Problem: Which lines of the records contain the word "provider"? Show each of them.

Stored entries

========================================================================

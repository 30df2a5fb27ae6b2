use salvo::Depot;
use salvo::http::StatusCode;
use salvo::http::header::AUTHORIZATION;
use salvo::writing::Json;
use tracing::error;

use crate::app::api::ErrorResponse;
use crate::{config::get_config_from_depot, db_handler::get_db_from_depot};
use sacristy_service::auth::{DepotUser, authenticate, depot_keys};

/// ## Summary
/// Middleware handler for authentication.
/// Use this as a hoop on routes that require a logged-in user.
pub struct AuthMiddleware;

fn reject(res: &mut salvo::Response, ctrl: &mut salvo::FlowCtrl, status: StatusCode, msg: &str) {
    res.status_code(status);
    res.render(Json(ErrorResponse {
        error: msg.to_string(),
    }));
    ctrl.skip_rest();
}

/// Pulls the token out of `Authorization: Bearer <token>`.
fn bearer_token(req: &salvo::Request) -> Option<&str> {
    req.headers()
        .get(AUTHORIZATION)?
        .to_str()
        .ok()?
        .strip_prefix("Bearer ")
        .map(str::trim)
        .filter(|token| !token.is_empty())
}

/// ## Summary
/// Authentication middleware that resolves the bearer token into a user and
/// stores it in the depot. Requests without a usable token are rejected with
/// 401 before any database connection is borrowed.
///
/// ## Side Effects
/// Inserts the authenticated user into the depot for downstream handlers.
///
/// ## Errors
/// Renders 401 for missing/invalid tokens, 503 when no database connection
/// is available, and 500 for depot wiring failures.
#[salvo::async_trait]
impl salvo::Handler for AuthMiddleware {
    #[tracing::instrument(skip(self, req, depot, res, ctrl), fields(
        method = %req.method(),
        path = %req.uri().path()
    ))]
    async fn handle(
        &self,
        req: &mut salvo::Request,
        depot: &mut Depot,
        res: &mut salvo::Response,
        ctrl: &mut salvo::FlowCtrl,
    ) {
        tracing::trace!("Authenticating request");

        let Some(token) = bearer_token(req) else {
            reject(
                res,
                ctrl,
                StatusCode::UNAUTHORIZED,
                "Authentication required",
            );
            return;
        };

        let config = match get_config_from_depot(depot) {
            Ok(cfg) => cfg,
            Err(e) => {
                error!(error = ?e, "Failed to get config from depot");
                reject(
                    res,
                    ctrl,
                    StatusCode::INTERNAL_SERVER_ERROR,
                    "Internal server error",
                );
                return;
            }
        };

        let provider = match get_db_from_depot(depot) {
            Ok(p) => p,
            Err(e) => {
                error!(error = ?e, "Failed to get database provider from depot");
                reject(
                    res,
                    ctrl,
                    StatusCode::INTERNAL_SERVER_ERROR,
                    "Internal server error",
                );
                return;
            }
        };

        let mut conn = match provider.get_connection().await {
            Ok(c) => c,
            Err(e) => {
                error!(error = ?e, "Failed to get database connection");
                reject(
                    res,
                    ctrl,
                    StatusCode::SERVICE_UNAVAILABLE,
                    "Database unavailable",
                );
                return;
            }
        };

        match authenticate(token, &mut conn, &config).await {
            Ok(user) => {
                depot.insert(depot_keys::AUTHENTICATED_USER, DepotUser(user));
            }
            Err(service_err) => {
                use sacristy_service::error::ServiceError;

                if matches!(service_err, ServiceError::NotAuthenticated) {
                    reject(
                        res,
                        ctrl,
                        StatusCode::UNAUTHORIZED,
                        "Invalid or expired token",
                    );
                    return;
                }

                error!(error = ?service_err, "Authentication failed with error");
                reject(
                    res,
                    ctrl,
                    StatusCode::INTERNAL_SERVER_ERROR,
                    "Internal server error",
                );
            }
        }
    }
}
pub mod config;
pub mod constants;
pub mod error;
pub mod util;
//! JSON REST surface, one module per resource.

mod analytics;
mod auth;
mod bookings;
mod calendar;
mod healthcheck;
mod members;
mod rooms;
mod scales;
mod users;

use salvo::Router;
use serde::Serialize;
use uuid::Uuid;

use crate::error::{AppError, AppResult};
use crate::middleware::auth::AuthMiddleware;
use sacristy_core::util::pagination::Pagination;
use sacristy_db::model::user::User;
use sacristy_service::error::ServiceError;

// Re-export route constants from core
pub use sacristy_core::constants::{API_ROUTE_COMPONENT, API_ROUTE_PREFIX};

/// Error body rendered for every non-2xx response.
#[derive(Debug, Serialize)]
pub struct ErrorResponse {
    pub error: String,
}

/// Envelope for every paginated listing.
#[derive(Debug, Serialize)]
pub struct PageResponse<T> {
    pub items: Vec<T>,
    pub pagination: Pagination,
}

pub(crate) fn bad_request(message: impl Into<String>) -> AppError {
    AppError::ServiceError(ServiceError::ValidationError(message.into()))
}

pub(crate) fn not_found(what: impl Into<String>) -> AppError {
    AppError::ServiceError(ServiceError::NotFound(what.into()))
}

pub(crate) fn conflict(message: impl Into<String>) -> AppError {
    AppError::ServiceError(ServiceError::Conflict(message.into()))
}

/// Parses a `<name>` path parameter as a UUID.
pub(crate) fn id_param(req: &salvo::Request, name: &str) -> AppResult<Uuid> {
    let raw = req
        .param::<String>(name)
        .ok_or_else(|| bad_request(format!("Missing {name} parameter")))?;
    Uuid::parse_str(&raw).map_err(|_| bad_request(format!("Invalid {name}: not a UUID")))
}

/// `page` / `page_size` query parameters, both optional.
pub(crate) fn page_params(req: &salvo::Request) -> (Option<i64>, Option<i64>) {
    (req.query::<i64>("page"), req.query::<i64>("page_size"))
}

/// Restricts a handler to admins. Returns the acting user.
pub(crate) fn require_admin(depot: &salvo::Depot) -> AppResult<&User> {
    let user = sacristy_service::auth::get_user_from_depot(depot)?;
    if user.is_admin() {
        Ok(user)
    } else {
        Err(AppError::ServiceError(ServiceError::AuthorizationError(
            "Admin role required".to_string(),
        )))
    }
}

/// ## Summary
/// Constructs the main API router: the public endpoints (healthcheck,
/// register, login) plus everything else behind the auth middleware.
#[must_use]
pub fn routes() -> Router {
    Router::with_path(API_ROUTE_COMPONENT)
        .push(healthcheck::routes())
        .push(auth::public_routes())
        .push(
            Router::new()
                .hoop(AuthMiddleware)
                .push(auth::protected_routes())
                .push(users::routes())
                .push(rooms::routes())
                .push(bookings::routes())
                .push(calendar::routes())
                .push(members::routes())
                .push(scales::routes())
                .push(analytics::routes()),
        )
}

========================================================================

Task solution:
        let provider = match get_db_from_depot(depot) {
                error!(error = ?e, "Failed to get database provider from depot");
        let mut conn = match provider.get_connection().await {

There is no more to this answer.